(REQUIRED WORK):
Gather every line below where "preset" appears.

BEGIN SOURCE MATERIAL

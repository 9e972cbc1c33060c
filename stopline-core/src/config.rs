//! Indicator configuration — the user-facing parameters, loaded from TOML.

use std::path::Path;

use serde::{Deserialize, Serialize};
use thiserror::Error;

/// Floor for the recomputation interval.
pub const MIN_UPDATE_FREQUENCY_MS: u64 = 50;

/// Visual style of the stop-out line.
#[derive(Debug, Clone, Copy, PartialEq, Eq, Serialize, Deserialize, Default)]
#[serde(rename_all = "snake_case")]
pub enum LineStyle {
    #[default]
    Solid,
    Dash,
    Dot,
}

/// User-configurable indicator parameters.
///
/// Every field has a default, so an empty (or missing) config file is valid.
/// Out-of-range values are clamped by [`IndicatorConfig::validate`], never
/// rejected.
#[derive(Debug, Clone, Serialize, Deserialize, PartialEq)]
#[serde(default)]
pub struct IndicatorConfig {
    /// Recomputation interval in milliseconds (minimum 50).
    pub update_frequency_ms: u64,

    /// Named line color ("red", "yellow", "cyan", ...). Unknown names fall
    /// back to red at render time.
    pub line_color: String,

    /// Line width, 1-5.
    pub line_width: u8,

    /// Line style.
    pub line_style: LineStyle,

    /// Whether to draw the price label next to the line.
    pub show_label: bool,

    /// Text prepended to the formatted price in the label.
    pub label_prefix: String,
}

impl Default for IndicatorConfig {
    fn default() -> Self {
        Self {
            update_frequency_ms: 100,
            line_color: "red".into(),
            line_width: 2,
            line_style: LineStyle::Solid,
            show_label: true,
            label_prefix: "STOP-OUT: ".into(),
        }
    }
}

impl IndicatorConfig {
    /// Clamp out-of-range values into their legal ranges.
    pub fn validate(mut self) -> Self {
        self.update_frequency_ms = self.update_frequency_ms.max(MIN_UPDATE_FREQUENCY_MS);
        self.line_width = self.line_width.clamp(1, 5);
        self
    }

    /// Load from a TOML file. A missing file yields defaults; unparseable
    /// content is an error. The result is always validated.
    pub fn load(path: &Path) -> Result<Self, ConfigError> {
        if !path.exists() {
            return Ok(Self::default());
        }
        let content = std::fs::read_to_string(path)
            .map_err(|source| ConfigError::Io { path: path.display().to_string(), source })?;
        let config: Self = toml::from_str(&content)
            .map_err(|source| ConfigError::Parse { path: path.display().to_string(), source })?;
        Ok(config.validate())
    }
}

#[derive(Debug, Error)]
pub enum ConfigError {
    #[error("failed to read config {path}")]
    Io {
        path: String,
        #[source]
        source: std::io::Error,
    },

    #[error("failed to parse config {path}")]
    Parse {
        path: String,
        #[source]
        source: toml::de::Error,
    },
}

#[cfg(test)]
mod tests {
    use super::*;

    #[test]
    fn defaults_match_original_parameters() {
        let config = IndicatorConfig::default();
        assert_eq!(config.update_frequency_ms, 100);
        assert_eq!(config.line_color, "red");
        assert_eq!(config.line_width, 2);
        assert_eq!(config.line_style, LineStyle::Solid);
        assert!(config.show_label);
        assert_eq!(config.label_prefix, "STOP-OUT: ");
    }

    #[test]
    fn validate_clamps_update_frequency() {
        let config =
            IndicatorConfig { update_frequency_ms: 10, ..IndicatorConfig::default() }.validate();
        assert_eq!(config.update_frequency_ms, MIN_UPDATE_FREQUENCY_MS);
    }

    #[test]
    fn validate_clamps_line_width() {
        let wide = IndicatorConfig { line_width: 9, ..IndicatorConfig::default() }.validate();
        assert_eq!(wide.line_width, 5);
        let thin = IndicatorConfig { line_width: 0, ..IndicatorConfig::default() }.validate();
        assert_eq!(thin.line_width, 1);
    }

    #[test]
    fn missing_file_returns_defaults() {
        let loaded = IndicatorConfig::load(Path::new("/nonexistent/stopline.toml")).unwrap();
        assert_eq!(loaded, IndicatorConfig::default());
    }

    #[test]
    fn partial_toml_fills_in_defaults() {
        let dir = tempfile::tempdir().unwrap();
        let path = dir.path().join("stopline.toml");
        std::fs::write(&path, "line_color = \"yellow\"\nupdate_frequency_ms = 250\n").unwrap();

        let loaded = IndicatorConfig::load(&path).unwrap();
        assert_eq!(loaded.line_color, "yellow");
        assert_eq!(loaded.update_frequency_ms, 250);
        assert_eq!(loaded.line_width, 2); // default
    }

    #[test]
    fn loaded_values_are_clamped() {
        let dir = tempfile::tempdir().unwrap();
        let path = dir.path().join("stopline.toml");
        std::fs::write(&path, "update_frequency_ms = 5\nline_width = 12\n").unwrap();

        let loaded = IndicatorConfig::load(&path).unwrap();
        assert_eq!(loaded.update_frequency_ms, MIN_UPDATE_FREQUENCY_MS);
        assert_eq!(loaded.line_width, 5);
    }

    #[test]
    fn corrupt_toml_is_an_error() {
        let dir = tempfile::tempdir().unwrap();
        let path = dir.path().join("stopline.toml");
        std::fs::write(&path, "not valid toml {{{").unwrap();
        assert!(IndicatorConfig::load(&path).is_err());
    }

    #[test]
    fn toml_roundtrip() {
        let config = IndicatorConfig {
            line_style: LineStyle::Dash,
            label_prefix: "SO: ".into(),
            ..IndicatorConfig::default()
        };
        let text = toml::to_string(&config).unwrap();
        let back: IndicatorConfig = toml::from_str(&text).unwrap();
        assert_eq!(back, config);
    }
}
//! Stopline TUI — a terminal chart with the account stop-out line.
//!
//! Shows where the broker would force-liquidate the net position on the
//! charted symbol, recomputed on every tick, new bar, and timer interval.
//! Shift+S hides and shows the line without touching the computed value.

mod app;
mod input;
mod theme;
mod ui;
mod worker;

#[cfg(test)]
mod test_helpers;

use std::io::{self, stdout};
use std::path::PathBuf;
use std::sync::mpsc;
use std::time::{Duration, Instant};

use anyhow::{bail, Result};
use clap::Parser;
use crossterm::event::{self, Event};
use crossterm::execute;
use crossterm::terminal::{
    disable_raw_mode, enable_raw_mode, EnterAlternateScreen, LeaveAlternateScreen,
};
use ratatui::backend::CrosstermBackend;
use ratatui::Terminal;

use stopline_core::config::IndicatorConfig;
use stopline_core::feed::{BrokerSim, SimConfig};

use crate::app::AppState;
use crate::worker::FeedCommand;

#[derive(Debug, Parser)]
#[command(name = "stopline", about = "Terminal chart with the stop-out line indicator")]
struct Cli {
    /// Path to the indicator config (TOML). Defaults to ./stopline.toml.
    #[arg(long)]
    config: Option<PathBuf>,

    /// Symbol preset for the simulated feed (EURUSD, USDJPY).
    #[arg(long, default_value = "EURUSD")]
    symbol: String,

    /// Seed for the simulated feed.
    #[arg(long, default_value_t = 42)]
    seed: u64,

    /// Override the recomputation interval in milliseconds (minimum 50).
    #[arg(long)]
    update_ms: Option<u64>,
}

fn main() -> Result<()> {
    let cli = Cli::parse();

    let config_path = cli.config.unwrap_or_else(|| PathBuf::from("stopline.toml"));
    let mut config = IndicatorConfig::load(&config_path)?;
    if let Some(ms) = cli.update_ms {
        config.update_frequency_ms = ms;
        config = config.validate();
    }

    let Some(sim_config) = SimConfig::preset(&cli.symbol) else {
        bail!("unknown symbol preset: {}", cli.symbol);
    };
    let sim = BrokerSim::new(sim_config, cli.seed);

    // Install a panic hook that restores the terminal before printing the panic.
    let default_hook = std::panic::take_hook();
    std::panic::set_hook(Box::new(move |info| {
        let _ = disable_raw_mode();
        let _ = execute!(io::stderr(), LeaveAlternateScreen);
        default_hook(info);
    }));

    // Feed channels
    let (cmd_tx, cmd_rx) = mpsc::channel();
    let (event_tx, event_rx) = mpsc::channel();
    let feed_handle = worker::spawn_feed(sim, cmd_rx, event_tx);

    let mut app = AppState::new(config, cmd_tx.clone(), event_rx);

    // Setup terminal
    enable_raw_mode()?;
    let mut stdout = stdout();
    execute!(stdout, EnterAlternateScreen)?;
    let backend = CrosstermBackend::new(stdout);
    let mut terminal = Terminal::new(backend)?;
    terminal.clear()?;

    let result = run_app(&mut terminal, &mut app);

    // Shutdown feed
    let _ = cmd_tx.send(FeedCommand::Shutdown);
    let _ = feed_handle.join();

    // Restore terminal
    disable_raw_mode()?;
    execute!(terminal.backend_mut(), LeaveAlternateScreen)?;
    terminal.show_cursor()?;

    result
}

fn run_app(
    terminal: &mut Terminal<CrosstermBackend<io::Stdout>>,
    app: &mut AppState,
) -> Result<()> {
    let interval = Duration::from_millis(app.config.update_frequency_ms);
    let mut next_recompute = Instant::now() + interval;

    loop {
        // 1. Render
        terminal.draw(|f| ui::draw(f, app))?;

        // 2. Drain feed events (non-blocking). Ticks and bars recompute.
        while let Ok(feed_event) = app.feed_rx.try_recv() {
            app.handle_feed_event(feed_event);
        }

        // 3. Poll for input; the timeout is the timer.
        let timeout = next_recompute.saturating_duration_since(Instant::now());
        if event::poll(timeout)? {
            if let Event::Key(key) = event::read()? {
                input::handle_key(app, key);
            }
        }

        // 4. Timer recompute at the configured interval.
        if Instant::now() >= next_recompute {
            app.recompute();
            next_recompute = Instant::now() + interval;
        }

        // 5. Check quit
        if !app.running {
            break;
        }
    }
    Ok(())
}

END SOURCE MATERIAL

(ANSWER TO THE PROBLEM):
    /// Symbol preset for the simulated feed (EURUSD, USDJPY).
    let Some(sim_config) = SimConfig::preset(&cli.symbol) else {
        bail!("unknown symbol preset: {}", cli.symbol);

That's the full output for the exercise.